Cement dinosaurs. Cement bears and geese. Ornamental concrete has its place in our society. It has a place in my home. Several places, in fact. All of the end table drawers in this room contain cement recreations of sliced onion and kidney beans. There is a cement opossum I sit next to each morning while I have my lemons. Over time, I've used different names on this creature. Sal, Sally, Little Bip-Bip, Blessed Lee. None of them seem right. The pink painted belly has chipped away due to my rubbing. But the black marble eyes still glisten. Its face says, “I know, I know, I know, it's too late, it's too late.”

When I die I want it kept very far away from my grave.

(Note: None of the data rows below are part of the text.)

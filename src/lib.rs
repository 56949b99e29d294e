//! bookswap application library
//!
//! Application modules (users, books, trades), the catalog lookup and the
//! domain error taxonomy.

pub mod catalog;
pub mod context;
pub mod error;
pub mod modules;

pub use context::AppContext;
pub use error::DomainError;
pub use modules::register_all;
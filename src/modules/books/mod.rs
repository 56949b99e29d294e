pub mod models;
mod shelf;

use std::sync::Arc;

use async_trait::async_trait;
use axum::{
    extract::{Path, State},
    http::StatusCode,
    routing::{get, post},
    Json, Router,
};
use bookswap_http::{AppError, Principal};
use bookswap_kernel::{InitCtx, Module};
use serde_json::json;

use crate::context::AppContext;
pub use shelf::BookShelf;

/// Books a user owns and offers for trade
pub struct BooksModule {
    shelf: Arc<BookShelf>,
}

impl BooksModule {
    pub fn new(ctx: &AppContext) -> Self {
        Self {
            shelf: Arc::new(BookShelf::new(
                ctx.directory.clone(),
                ctx.catalog.clone(),
                ctx.settings.trades.commit_retries,
            )),
        }
    }
}

#[async_trait]
impl Module for BooksModule {
    fn name(&self) -> &'static str {
        "books"
    }

    async fn init(&self, ctx: &InitCtx<'_>) -> anyhow::Result<()> {
        tracing::info!(
            module = self.name(),
            environment = ?ctx.settings.environment,
            "books module initialized"
        );
        Ok(())
    }

    fn routes(&self) -> Router {
        Router::new()
            .route("/", get(list_books))
            .route("/{isbn}", post(add_book).delete(remove_book))
            .with_state(self.shelf.clone())
    }

    fn openapi(&self) -> Option<serde_json::Value> {
        Some(json!({
            "paths": {
                "/": {
                    "get": {
                        "summary": "List your shelf",
                        "tags": ["Books"],
                        "responses": {
                            "200": {
                                "description": "Books on the acting user's shelf",
                                "content": {
                                    "application/json": {
                                        "schema": {
                                            "type": "array",
                                            "items": {
                                                "$ref": "#/components/schemas/Book"
                                            }
                                        }
                                    }
                                }
                            },
                            "401": {
                                "description": "No acting user",
                                "content": {
                                    "application/json": {
                                        "schema": {
                                            "$ref": "#/components/schemas/ErrorResponse"
                                        }
                                    }
                                }
                            }
                        }
                    }
                },
                "/{isbn}": {
                    "parameters": [
                        {
                            "name": "isbn",
                            "in": "path",
                            "required": true,
                            "schema": { "type": "string" }
                        }
                    ],
                    "post": {
                        "summary": "Put a book on your shelf",
                        "tags": ["Books"],
                        "responses": {
                            "201": {
                                "description": "Book shelved",
                                "content": {
                                    "application/json": {
                                        "schema": {
                                            "$ref": "#/components/schemas/Book"
                                        }
                                    }
                                }
                            },
                            "404": {
                                "description": "Unknown catalog identifier",
                                "content": {
                                    "application/json": {
                                        "schema": {
                                            "$ref": "#/components/schemas/ErrorResponse"
                                        }
                                    }
                                }
                            },
                            "503": {
                                "description": "Catalog unavailable",
                                "content": {
                                    "application/json": {
                                        "schema": {
                                            "$ref": "#/components/schemas/ErrorResponse"
                                        }
                                    }
                                }
                            }
                        }
                    },
                    "delete": {
                        "summary": "Take a book off your shelf",
                        "tags": ["Books"],
                        "responses": {
                            "204": { "description": "Book removed" },
                            "404": {
                                "description": "Book not on the shelf",
                                "content": {
                                    "application/json": {
                                        "schema": {
                                            "$ref": "#/components/schemas/ErrorResponse"
                                        }
                                    }
                                }
                            }
                        }
                    }
                }
            },
            "components": {
                "schemas": {
                    "Book": {
                        "type": "object",
                        "properties": {
                            "isbn": {
                                "type": "string",
                                "description": "Catalog identifier"
                            },
                            "title": {
                                "type": "string",
                                "description": "Title of the book"
                            },
                            "location": {
                                "type": "string",
                                "description": "Owner's location when shelved"
                            },
                            "thumbnail": {
                                "type": "string",
                                "nullable": true,
                                "description": "Cover image reference"
                            },
                            "owner": {
                                "type": "string",
                                "description": "Username of the owner"
                            }
                        },
                        "required": ["isbn", "title", "location", "owner"]
                    }
                }
            }
        }))
    }

    async fn start(&self, _ctx: &InitCtx<'_>) -> anyhow::Result<()> {
        tracing::info!(module = self.name(), "books module started");
        Ok(())
    }

    async fn stop(&self) -> anyhow::Result<()> {
        tracing::info!(module = self.name(), "books module stopped");
        Ok(())
    }
}

async fn list_books(
    State(shelf): State<Arc<BookShelf>>,
    principal: Principal,
) -> Result<Json<Vec<models::Book>>, AppError> {
    let books = shelf.list(principal.username()).await?;
    Ok(Json(books.into_iter().map(models::Book::from).collect()))
}

async fn add_book(
    State(shelf): State<Arc<BookShelf>>,
    principal: Principal,
    Path(isbn): Path<String>,
) -> Result<(StatusCode, Json<models::Book>), AppError> {
    let book = shelf.add(principal.username(), &isbn).await?;
    Ok((StatusCode::CREATED, Json(book.into())))
}

async fn remove_book(
    State(shelf): State<Arc<BookShelf>>,
    principal: Principal,
    Path(isbn): Path<String>,
) -> Result<StatusCode, AppError> {
    shelf.remove(principal.username(), &isbn).await?;
    Ok(StatusCode::NO_CONTENT)
}

/// Create a new instance of the books module
pub fn create_module(ctx: &AppContext) -> Arc<dyn Module> {
    Arc::new(BooksModule::new(ctx))
}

Heavy concrete recreations of the living and the dead alike speak to our need as humans to experience the thrill of kidnapping without the hassle. We can hold onto things. Make them ours while also making them difficult to move or be stolen. We can use a dolphin to hold down our papers without enduring a lengthy permitting process.

One of my most challenging pieces is the concrete splash kept near the front door. Four feet across, it captures a splash of water or chemicals as it hits the cabinetry.

The moment right before you recognize your mistake and have to call off the research session. It freezes time when everything is still OK. When we were still happy and still a family.

Chris Weagel

Chris Weagel writes about the intersection of technology and parenting for Wired Magazine. No he doesn't. He can't stand that shit.